For Genesee County Sheriff Christopher R. Swanson, 2020 has been a year filled with defining moments, milestones and virtual world travel. Most of all, Swanson was reaching out to help others during the COVID-19 shutdown, combating human trafficking, and helping to change the lives of the inmates he oversees at the Genesee County Jail.
After his predecessor, Sheriff Robert J. Pickell, retired, Swanson was sworn in as Genesee County Sheriff in December 2019 and took office on January 6 2020. Last month, he was elected to continue as sheriff, a role which he says he will use to help change lives.
“I am a unifier and a bridge-builder. It is in my DNA to bring people together in their worst moments. That is the cause I serve and what is most important to me.”
Genesee County Sheriff Christopher R. Swanson
“ Walk with us.”
On May 30, Swanson experienced a defining moment in Flint Township, where an angry crowd had gathered to protest police brutality following the death of George Floyd in Minneapolis, MN a few days earlier. When confronting the protesters, Swanson asked, “What do you need us to do?” They replied, “Walk with us.” Swanson and the law enforcement officers at the scene removed their helmets and riot gear, then walked in solidarity with the protesters. “In that moment, hate became hope,” Swanson says. “It led to a positive outcome of hope and Flint became a beacon of light.”

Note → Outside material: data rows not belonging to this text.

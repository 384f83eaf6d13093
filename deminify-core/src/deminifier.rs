//! Single stack frame deminification
//!
//! Global invariants enforced:
//! - Name resolution and position resolution fail independently; both failures
//!   can be reported on the same frame
//! - With a source map, generated file/position never leak into the result
//! - Maps are only read, never modified

use crate::error::{DeminifyError, Result};
use crate::function_map::FunctionMapEntry;
use crate::function_map_consumer::get_enclosing_function;
use crate::position::SourcePosition;
use crate::source_map::SourceMap;
use crate::stack_trace::StackFrame;
use crate::store::{FunctionMapStore, SourceMapStore};
use serde::{Deserialize, Deserializer, Serialize, Serializer};
use std::fmt;
use std::ops::{BitOr, BitOrAssign};
use std::sync::Arc;

/// Reasons a frame was only partially deminified
#[derive(Debug, Clone, Copy, PartialEq, Eq, Hash, Serialize, Deserialize)]
pub enum DeminificationError {
    /// No source map could be obtained for the frame's file
    NoSourceMap,
    /// A source map was obtained but its mappings could not be decoded
    SourceMapFailedToParse,
    /// No mapping entry at or before the frame's generated position
    NoMatchingMappingInSourceMap,
    /// No function map for the file, or no function encloses the position
    NoWrappingFunctionFound,
}

impl DeminificationError {
    pub const ALL: [DeminificationError; 4] = [
        DeminificationError::NoSourceMap,
        DeminificationError::SourceMapFailedToParse,
        DeminificationError::NoMatchingMappingInSourceMap,
        DeminificationError::NoWrappingFunctionFound,
    ];

    fn bit(self) -> u8 {
        match self {
            DeminificationError::NoSourceMap => 1,
            DeminificationError::SourceMapFailedToParse => 1 << 1,
            DeminificationError::NoMatchingMappingInSourceMap => 1 << 2,
            DeminificationError::NoWrappingFunctionFound => 1 << 3,
        }
    }

    pub fn as_str(self) -> &'static str {
        match self {
            DeminificationError::NoSourceMap => "NoSourceMap",
            DeminificationError::SourceMapFailedToParse => "SourceMapFailedToParse",
            DeminificationError::NoMatchingMappingInSourceMap => "NoMatchingMappingInSourceMap",
            DeminificationError::NoWrappingFunctionFound => "NoWrappingFunctionFound",
        }
    }
}

impl fmt::Display for DeminificationError {
    fn fmt(&self, f: &mut fmt::Formatter<'_>) -> fmt::Result {
        f.write_str(self.as_str())
    }
}

/// Set of [`DeminificationError`]s carried by one frame result
///
/// Serializes as a list of error names; the empty set means full success.
#[derive(Debug, Clone, Copy, Default, PartialEq, Eq, Hash)]
pub struct DeminificationErrors(u8);

impl DeminificationErrors {
    pub const NONE: DeminificationErrors = DeminificationErrors(0);

    pub fn is_none(self) -> bool {
        self.0 == 0
    }

    pub fn contains(self, error: DeminificationError) -> bool {
        self.0 & error.bit() != 0
    }

    pub fn insert(&mut self, error: DeminificationError) {
        self.0 |= error.bit();
    }

    pub fn iter(self) -> impl Iterator<Item = DeminificationError> {
        DeminificationError::ALL
            .into_iter()
            .filter(move |error| self.contains(*error))
    }
}

impl From<DeminificationError> for DeminificationErrors {
    fn from(error: DeminificationError) -> Self {
        DeminificationErrors(error.bit())
    }
}

impl FromIterator<DeminificationError> for DeminificationErrors {
    fn from_iter<I: IntoIterator<Item = DeminificationError>>(iter: I) -> Self {
        iter.into_iter().fold(Self::NONE, |errors, error| errors | error)
    }
}

impl BitOr for DeminificationErrors {
    type Output = DeminificationErrors;

    fn bitor(self, rhs: DeminificationErrors) -> DeminificationErrors {
        DeminificationErrors(self.0 | rhs.0)
    }
}

impl BitOr<DeminificationError> for DeminificationErrors {
    type Output = DeminificationErrors;

    fn bitor(self, rhs: DeminificationError) -> DeminificationErrors {
        DeminificationErrors(self.0 | rhs.bit())
    }
}

impl BitOr for DeminificationError {
    type Output = DeminificationErrors;

    fn bitor(self, rhs: DeminificationError) -> DeminificationErrors {
        DeminificationErrors::from(self) | rhs
    }
}

impl BitOrAssign for DeminificationErrors {
    fn bitor_assign(&mut self, rhs: DeminificationErrors) {
        self.0 |= rhs.0;
    }
}

impl BitOrAssign<DeminificationError> for DeminificationErrors {
    fn bitor_assign(&mut self, rhs: DeminificationError) {
        self.insert(rhs);
    }
}

impl fmt::Display for DeminificationErrors {
    fn fmt(&self, f: &mut fmt::Formatter<'_>) -> fmt::Result {
        if self.is_none() {
            return f.write_str("None");
        }
        let names: Vec<&str> = self.iter().map(DeminificationError::as_str).collect();
        f.write_str(&names.join(", "))
    }
}

impl Serialize for DeminificationErrors {
    fn serialize<S: Serializer>(&self, serializer: S) -> std::result::Result<S::Ok, S::Error> {
        serializer.collect_seq(self.iter())
    }
}

impl<'de> Deserialize<'de> for DeminificationErrors {
    fn deserialize<D: Deserializer<'de>>(deserializer: D) -> std::result::Result<Self, D::Error> {
        let errors = Vec::<DeminificationError>::deserialize(deserializer)?;
        Ok(errors.into_iter().collect())
    }
}

/// Outcome of deminifying one frame
#[derive(Debug, Clone, PartialEq, Eq, Serialize, Deserialize)]
pub struct StackFrameDeminificationResult {
    pub deminified_stack_frame: StackFrame,
    pub deminification_error: DeminificationErrors,
}

/// Deminifies one stack frame at a time
pub trait FrameDeminifier: Send + Sync {
    /// Fails only when the frame lacks the input needed to attempt resolution
    fn deminify_stack_frame(&self, stack_frame: &StackFrame) -> Result<StackFrameDeminificationResult>;
}

/// Frame deminifier over a function map store and, optionally, a source map store
///
/// Without source maps only the function name is resolved and the generated
/// location is passed through. With source maps the location is translated
/// and names are looked up in the source map's `names` table.
#[derive(Clone)]
pub struct StackFrameDeminifier {
    function_maps: Arc<dyn FunctionMapStore>,
    source_maps: Option<Arc<dyn SourceMapStore>>,
}

impl StackFrameDeminifier {
    pub fn name_only(function_maps: Arc<dyn FunctionMapStore>) -> Self {
        StackFrameDeminifier {
            function_maps,
            source_maps: None,
        }
    }

    pub fn with_source_maps(
        function_maps: Arc<dyn FunctionMapStore>,
        source_maps: Arc<dyn SourceMapStore>,
    ) -> Self {
        StackFrameDeminifier {
            function_maps,
            source_maps: Some(source_maps),
        }
    }
}

impl FrameDeminifier for StackFrameDeminifier {
    fn deminify_stack_frame(&self, stack_frame: &StackFrame) -> Result<StackFrameDeminificationResult> {
        let file_path = stack_frame
            .file_path
            .as_deref()
            .ok_or(DeminifyError::InvalidArgument("stack frame has no file path"))?;
        let generated_position = stack_frame
            .source_position
            .ok_or(DeminifyError::InvalidArgument("stack frame has no source position"))?;

        let function_map = self.function_maps.get_function_map_for_url(file_path);
        let wrapping_function = function_map
            .as_deref()
            .and_then(|map| get_enclosing_function(map, generated_position));

        let mut deminification_error = DeminificationErrors::NONE;
        if wrapping_function.is_none() {
            deminification_error |= DeminificationError::NoWrappingFunctionFound;
        }

        let Some(source_maps) = &self.source_maps else {
            return Ok(StackFrameDeminificationResult {
                deminified_stack_frame: StackFrame {
                    function_name: wrapping_function.map(|entry| entry.function_name.clone()),
                    file_path: Some(file_path.to_string()),
                    source_position: Some(generated_position),
                },
                deminification_error,
            });
        };

        let source_map = source_maps.get_source_map_for_url(file_path);
        let mapping_entry = source_map
            .as_deref()
            .and_then(|map| map.get_mapping_entry_for_generated_source_position(generated_position));

        if mapping_entry.is_none() {
            deminification_error |= match source_map.as_deref() {
                None => DeminificationError::NoSourceMap,
                Some(map) if !map.is_parsed() => DeminificationError::SourceMapFailedToParse,
                Some(_) => DeminificationError::NoMatchingMappingInSourceMap,
            };
        }

        let function_name = wrapping_function.map(|entry| match source_map.as_deref() {
            Some(map) => original_function_name(entry, map).unwrap_or_else(|| entry.function_name.clone()),
            None => entry.function_name.clone(),
        });

        Ok(StackFrameDeminificationResult {
            deminified_stack_frame: StackFrame {
                function_name,
                file_path: mapping_entry.and_then(|entry| entry.original_file_name.clone()),
                source_position: mapping_entry.and_then(|entry| entry.original_source_position),
            },
            deminification_error,
        })
    }
}

/// Original name of a function as recorded by the source map at its binding
///
/// Properties of an owned object literal are qualified by the owner's original
/// name: `a.prototype = { b: ... }` resolves `b` under whatever `a.prototype` was.
fn original_function_name(entry: &FunctionMapEntry, source_map: &SourceMap) -> Option<String> {
    let name = original_name_at(source_map, entry.function_name_source_position?)?;

    let owner = entry
        .owner
        .as_ref()
        .and_then(|owner| original_name_at(source_map, owner.source_position));

    Some(match owner {
        Some(owner) => format!("{}.{}", owner, name),
        None => name.to_string(),
    })
}

fn original_name_at(source_map: &SourceMap, position: SourcePosition) -> Option<&str> {
    source_map
        .get_mapping_entry_for_generated_source_position(position)?
        .original_name
        .as_deref()
}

Thinking back to that day, Swanson says it was the biggest decision he has made in his nearly 30-year career. “It was the most volatile moment of my life,” he adds. And, he said he could not have diffused a potentially violent situation without the support of his dedicated team who also deserve credit: Undersheriff Mike Tocarchick, Major David Stamm, Captain Rick Conkright, Sergeant Ryan Dobbs, Sergeant Rudy Lopez, Flint Township Police Officer Chad Miller and all of the other local agencies that participated.
News of what happened in Flint Township that day reached all corners of the world. Swanson has done well over 100 virtual interviews in countries including Australia, London, Canada and Israel to name a few, and was interviewed by the media on MSN, FOX, NPR, CNN, ABC’s “GMA” and NBC’s “Today” show. “I was so proud to represent Genesee County in such a positive light all around the world,” he shares.
Operation Underground Railroad
Over the last several years, Swanson has been involved with Operation Underground Railroad (OUR), a West Coast international organization that supports enforcement of human trafficking laws and the rescue of sex trafficking victims through the use of special forces. Swanson thought to himself, “why are we not doing this in Genesee County?” This led to the formation of G.H.O.S.T. (Genesee Human Oppression Strike Team), a task force within the Genesee County Sheriff’s Office that seeks to apprehend human traffickers and people who attempt to have a sexual relationship with children. According to Swanson, multiple busts have occurred since its inception, three different victim rescues and the arrest of 80 pedophiles. In August of this year, the G.H.O.S.T. team arrested 17 alleged child sex predators in one operation.
Causes and Charities
When the COVID-19 crisis led to a massive civil shutdown last March, Swanson rolled up his sleeves and got to work to help the people in Genesee County. Many in the community were in need of food, water, diapers, medication and supplies. “As in many cities, the supply chain was cut off,” Swanson says, “and we had to figure out a way to help.” The Sheriff’s office partnered with community members to form the Community Care Task Force. On March 17, local union officials and 40 pastors of all faiths were deputized and the churches became distribution centers. One million pounds of food has been supplied to nine distribution areas established around the county, 70 percent of it inside the City of Flint. “If the task force had not been implemented, people would not have gotten the help they needed,” Swanson states.
(Inmate Growth Naturally and Intentionally Through Education)
With a goal of breaking the cycle of generational incarceration, Swanson launched the I.G.N.I.T.E. educational program for Genesee County Jail inmates. “We have teamed up with some major players,” Swanson informs. In support of the program, the NFL Alumni Association donated $16,000 in scholarships. The United Auto Workers (UAW) donated $5,000 for a virtual reality station in the jail. “This is unprecedented!” Swanson exclaims. He is proud to say that the program has been very successful.
Bringing People Together
Of the many causes he devotes his energy to, which is most important to Swanson? “I am a unifier and a bridge-builder,” he says. “It is in my DNA to bring people together in their worst moments. That is the cause I serve and what is most important to me.”
In the last year, what was most important to Swanson was shining the spotlight on Flint in a positive way. “Flint is a great place,” he says with a smile. “The crime and the water crisis have drawn negative attention and cast a shadow on the city. Now, Flint has sent a message of hope that others can follow. We can all take pride in that.”
Watching people transform their lives is what motivates Swanson to continue to serve the community. “That’s what keeps me going,” he says. “Being recognized as My City’s Cityzen of the Year is an honor I share with all who play a role in helping me be the best man I can possibly be, especially my wife, Jamie, and our sons, Riley and Jordan. It’s humbling but at the same time, it is a personal challenge – to be the best I can be every single day.”